The organisation asked everyone to be vigilant and report if they witness something suspicious.
"We should not wait until someone gets hurt or killed to report hate incidents. We must be vigilant. If someone says hateful things about your Sikh identity, don't ignore it - rather, please report the incident to the Sikh Coalition on our Report Hate website - http://reporthate.org - or send an email to our legal team at firstname.lastname@example.org," it said.
"As always, we encourage you to practice your faith fearlessly," it added. Meanwhile, Indian Ambassador to the U.S. has conveyed the need to prevent such incidents in America and protect the Indian community to the state authorities.
"Amb @NavtejSarna convyd r deep concerns to US Gov on recent tragic incidents involving Hardish Patel & Deep Rai (sic)," Indian Embassy in the U.S. tweeted on 6 March, 2017.

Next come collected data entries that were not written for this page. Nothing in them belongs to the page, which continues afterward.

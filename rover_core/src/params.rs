//! Calibration parameters for the rover state estimator
//!
//! Every field defaults to the values the drive unit was calibrated with, so
//! an empty or partial parameter file is valid. Parameters are read once at
//! startup; nothing mutates them after the estimator is built.

use crate::error::{RoverError, RoverResult};
use serde::{Deserialize, Serialize};
use std::path::Path;

/// GPS fixed-point encoding: integer units per degree of latitude/longitude
pub const DEFAULT_GPS_UNITS_PER_DEG: f64 = 1_000_000.0;

/// Mean Earth radius (m)
pub const DEFAULT_EARTH_RADIUS_M: f64 = 6_371_000.0;

/// Maximum linear velocity (m/s)
pub const DEFAULT_MAX_LINEAR_VELOCITY: f64 = 1.0;

/// Maximum angular velocity (rad/s)
pub const DEFAULT_MAX_ANGULAR_VELOCITY: f64 = 0.2;

/// Determinants below this are treated as singular
const SINGULAR_EPSILON: f64 = 1e-12;

/// Row-major 2x2 matrix `[[a, b], [c, d]]`
///
/// As a forward model it maps `[right; left]` commands to `[v; w]`; as an
/// inverse model it maps `[v; w]` back to `[right; left]`.
#[derive(Debug, Clone, Copy, PartialEq, Serialize, Deserialize)]
pub struct ModelMatrix {
    pub a: f64,
    pub b: f64,
    pub c: f64,
    pub d: f64,
}

impl ModelMatrix {
    pub const fn new(a: f64, b: f64, c: f64, d: f64) -> Self {
        Self { a, b, c, d }
    }

    /// Calibrated forward model of the drive unit
    pub const fn default_forward() -> Self {
        Self::new(0.0068, 0.0063, 0.0019, -0.0042)
    }

    /// Calibrated inverse of [`ModelMatrix::default_forward`]
    pub const fn default_inverse() -> Self {
        Self::new(103.5546, 156.1537, 46.8461, -167.4543)
    }

    /// Multiply the matrix with the column vector `[first; second]`
    #[inline]
    pub fn apply(&self, first: f64, second: f64) -> (f64, f64) {
        (
            self.a * first + self.b * second,
            self.c * first + self.d * second,
        )
    }

    pub fn determinant(&self) -> f64 {
        self.a * self.d - self.b * self.c
    }

    /// Analytic inverse, failing on a singular matrix
    pub fn inverse(&self) -> RoverResult<Self> {
        let det = self.determinant();
        if !det.is_finite() || det.abs() < SINGULAR_EPSILON {
            return Err(RoverError::SingularMatrix(det));
        }
        Ok(Self::new(
            self.d / det,
            -self.b / det,
            -self.c / det,
            self.a / det,
        ))
    }

    fn is_finite(&self) -> bool {
        self.a.is_finite() && self.b.is_finite() && self.c.is_finite() && self.d.is_finite()
    }
}

/// Estimator calibration parameters
#[derive(Debug, Clone, Copy, PartialEq, Serialize, Deserialize)]
#[serde(default)]
pub struct EstimatorParams {
    /// Integer GPS units per degree
    pub gps_units_per_deg: f64,
    /// Earth radius used by the tangent-plane projection (m)
    pub earth_radius_m: f64,
    /// Maximum linear velocity (m/s)
    pub max_linear_velocity: f64,
    /// Maximum angular velocity (rad/s)
    pub max_angular_velocity: f64,
    /// Commands to velocity: `[v; w] = forward_model * [right; left]`
    pub forward_model: ModelMatrix,
    /// Velocity to commands; when absent, the calibrated inverse for the
    /// default forward model, otherwise computed from `forward_model`
    pub inverse_model: Option<ModelMatrix>,
}

impl Default for EstimatorParams {
    fn default() -> Self {
        Self {
            gps_units_per_deg: DEFAULT_GPS_UNITS_PER_DEG,
            earth_radius_m: DEFAULT_EARTH_RADIUS_M,
            max_linear_velocity: DEFAULT_MAX_LINEAR_VELOCITY,
            max_angular_velocity: DEFAULT_MAX_ANGULAR_VELOCITY,
            forward_model: ModelMatrix::default_forward(),
            inverse_model: None,
        }
    }
}

impl EstimatorParams {
    /// Parse parameters from a YAML document
    pub fn from_yaml_str(yaml: &str) -> RoverResult<Self> {
        let params: Self = serde_yaml::from_str(yaml)?;
        params.validate()?;
        Ok(params)
    }

    /// Parse parameters from a TOML document
    pub fn from_toml_str(text: &str) -> RoverResult<Self> {
        let params: Self = toml::from_str(text)?;
        params.validate()?;
        Ok(params)
    }

    /// Load parameters from a `.yaml`/`.yml` or `.toml` file
    pub fn load_from_disk(path: &Path) -> RoverResult<Self> {
        let text = std::fs::read_to_string(path)?;
        let params = match ParamFormat::from_path(path)? {
            ParamFormat::Yaml => Self::from_yaml_str(&text)?,
            ParamFormat::Toml => Self::from_toml_str(&text)?,
        };
        log::info!("Loaded estimator parameters from {}", path.display());
        Ok(params)
    }

    /// Save parameters, picking the format from the file extension
    pub fn save_to_disk(&self, path: &Path) -> RoverResult<()> {
        let text = match ParamFormat::from_path(path)? {
            ParamFormat::Yaml => serde_yaml::to_string(self)?,
            ParamFormat::Toml => toml::to_string(self)?,
        };

        if let Some(parent) = path.parent() {
            std::fs::create_dir_all(parent)?;
        }
        std::fs::write(path, text)?;
        Ok(())
    }

    /// Reject parameters that would make the estimator produce garbage
    pub fn validate(&self) -> RoverResult<()> {
        if !(self.gps_units_per_deg.is_finite() && self.gps_units_per_deg > 0.0) {
            return Err(RoverError::invalid_param(
                "gps_units_per_deg",
                format!("must be positive, got {}", self.gps_units_per_deg),
            ));
        }
        if !(self.earth_radius_m.is_finite() && self.earth_radius_m > 0.0) {
            return Err(RoverError::invalid_param(
                "earth_radius_m",
                format!("must be positive, got {}", self.earth_radius_m),
            ));
        }
        if !self.forward_model.is_finite() {
            return Err(RoverError::invalid_param(
                "forward_model",
                "coefficients must be finite",
            ));
        }
        self.forward_model.inverse()?;
        if let Some(inverse) = &self.inverse_model {
            if !inverse.is_finite() {
                return Err(RoverError::invalid_param(
                    "inverse_model",
                    "coefficients must be finite",
                ));
            }
        }
        if self.max_linear_velocity.is_nan() || self.max_linear_velocity < 0.0 {
            return Err(RoverError::invalid_param(
                "max_linear_velocity",
                format!("must be non-negative, got {}", self.max_linear_velocity),
            ));
        }
        if self.max_angular_velocity.is_nan() || self.max_angular_velocity < 0.0 {
            return Err(RoverError::invalid_param(
                "max_angular_velocity",
                format!("must be non-negative, got {}", self.max_angular_velocity),
            ));
        }
        Ok(())
    }

    /// Configured inverse model, or one derived from the forward model
    pub fn resolved_inverse_model(&self) -> RoverResult<ModelMatrix> {
        match self.inverse_model {
            Some(inverse) => Ok(inverse),
            None if self.forward_model == ModelMatrix::default_forward() => {
                Ok(ModelMatrix::default_inverse())
            }
            None => self.forward_model.inverse(),
        }
    }
}

enum ParamFormat {
    Yaml,
    Toml,
}

impl ParamFormat {
    fn from_path(path: &Path) -> RoverResult<Self> {
        match path.extension().and_then(|ext| ext.to_str()) {
            Some("yaml") | Some("yml") => Ok(ParamFormat::Yaml),
            Some("toml") => Ok(ParamFormat::Toml),
            _ => Err(RoverError::UnsupportedFormat(path.to_path_buf())),
        }
    }
}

"Amb @NavtejSarna underlined need to prevent such incidents and protect Indian community(sic)," it added.
The State Department, on behalf of the U.S. Government, expressed condolence and assured they are working with all agencies concerned to ensure speedy justice.
Earlier, the U.S. embassy in Delhi also condemned the shooting.
"The United States is a nation of immigrants and welcomes people from across the world to visit, work, study and live. US authorities will investigate thoroughly and prosecute the case, though we recognise that justice is small consolation to families in grief," the US charge d'affaires said in a statement.
On 2 March, 2017, 43-year-old Harnish Patel, a store owner in the U.S., was shot dead outside his home, just days after Indian techie Srinivas Kuchibhotla was killed in Kansas in an apparent 'hate crime' shooting.
Deep Rai, 39-year-old, a Sikh man, was shot and wounded outside his house by a partially-masked gunman in the U.S. who shouted "go back to your own country", in another suspected hate crime.
According to the Washington Post, the victim was working on his vehicle outside his home in the city of Kent on 3 March, 2017 when he was approached by a stranger, who walked up to the driveway.
There was an altercation, and the gunman - a stocky, 6-foot-tall white man wearing a mask over the bottom part of his face - said "Go back to your own country" and pulled the trigger. An argument ensued, and the suspect, wearing a mask, told him to go back to his homeland, the victim said. The victim told police the man then shot him in the arm.
According to the local police, the man sustained "non life-threatening injuries" and they are "treating this as a very serious incident.